La carrière de Mr Live est faite de difficultés, de vaines espérances, d'efforts tronqués. Une carrière en dents-de-scie qui commence à l'aune des années 90 avec son groupe Blacrain. Très vite le groupe signe chez Profile, une signature inconséquente qui bloque le groupe et finit par avoir raison de sa cohésion. Pour autant, le groupe avant de rendre l'âme, aura eu le temps de se tailler une solide réputation à New-York en ouvrant pour Pete Rock & CL Smooth, Gangstarr, Rakim, Leaders Of The New School, Naughty By Nature et bien d'autres… Mr Live alors appelé Jay Live se lance en solo. Il écume les open mic et collabore étroitement avec Tony Bones d'une part, et Vibe Kameleonz d'autre part. Ce sont les seconds qui l'amèneront à tourner pour la première fois en Europe. A son retour, il découvre qu'il n'est plus le seul J-Live en ville. On est en 95/96 et Mr Live n'a encore gravé aucun morceau. C'est Bobbito Garcia qui lui en donnera l'occasion en signant sur son label Fondle'Em, le maxi 'Supa Dupa'. La carrière de Mr Live incarne un paradoxe qui l'a poursuivi pendant dix ans et l'a sûrement handicapé tout ce temps : celui de ne vouloir souscrire à l'idée de faire des compromis en même temps qu'il revendique une certaine orthodoxie rap qui le tient à l'écart de la scène indépendante émergente et dans laquelle il ne se reconnaîtra que partiellement. En l'espace d'une décennie, Mr Live n'aura gravé que six maxis et affiché de trop rares apparitions notamment sur l'album de Mr Len de Company Flow "Pity The Fool". En 2004, il signe sur le label français Ascetic Music et annonce son premier album intitulé initialement "Drama". Il faudra attendre 2007 pour que celui-ci ne voie le jour avec pour titre "The Bang Theory". "The Bang Theory" semble ponctuer cette décennie et offrir une vision plutôt honnête du MC. C'est un album au carrefour du passé et du présent, du rap orthodoxe et de son versant plus expérimental, des sonorités boom bap et plus mainstream. Si ses apparitions sont trop rares, Mr Live semble afficher une productivité déconcertante puisqu'il compte près d'une centaine de morceaux dans ses tiroirs dont plusieurs projets avec Anti-Pop Consortium, Mr Len et Tony Bones jamais sortis à ce jour. Et puisque Mr Live n'en est pas à un paradoxe prêt, il annonce la sortie d'un deuxième opus dans les mois à venir, histoire de rattraper le temps perdu. English version
Hip-Hop Core: Pourquoi as-tu mis si longtemps pour sortir "The Bang Theory"? Il devait s'appeler "Drama", pourquoi as-tu décidé de changer pour choisir "The Bang Theory"?

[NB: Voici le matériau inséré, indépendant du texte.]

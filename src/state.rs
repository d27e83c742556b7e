use crate::models::Order;
use std::{path::PathBuf, sync::Arc};
use tokio::sync::Mutex;

/// Shared handle to the in-memory order list and its backing file.
#[derive(Clone)]
pub struct AppState {
    pub data_path: PathBuf,
    pub orders: Arc<Mutex<Vec<Order>>>,
}

impl AppState {
    pub fn new(data_path: PathBuf, orders: Vec<Order>) -> Self {
        Self {
            data_path,
            orders: Arc::new(Mutex::new(orders)),
        }
    }
}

Mr Live: Hé bien, tu sais, entre le moment où nous avons fait l'album et le moment où il a réellement vu le jour, il s'était passé beaucoup de choses, beaucoup de changements dans ma vie privée. J'ai donc changé le titre par rapport à ce qui était prévu au début. L'album devait représenter des situations du passé, du présent et du futur où l'on touche de près toutes les choses que nous voulions faire par le passé, celles qu'on fait actuellement ainsi que la façon dont nous imaginions ce que le hip-hop pourrait être aujourd'hui. Au fond, le titre évoque ce qui fait qu'un morceau défonce, qu'il tape, que c'est de la bonne musique... On a essayé de mettre de quoi satisfaire tout le monde, tout en présentant notre vision de la musique. L'intégrité des paroles n'est jamais compromise. Tu as de l'underground, ce que certains pourraient appeler du mainstream aussi. Nous pensons vraiment que c'est un hip-hop vraiment évolué. Et nous avons aussi des moments plus futuristes, des trucs plus expérimentaux. Pour résumer, "The Bang Theory" c'est juste ce dont on parle, ton idée du "bang", ce qui tourne dans ton lecteur CD ou quoi que ce soit d'autre.
HHC: A la base, je pensais que ça avait quelque chose à voir avec la création du Monde? Comme la théorie du "Big Bang"?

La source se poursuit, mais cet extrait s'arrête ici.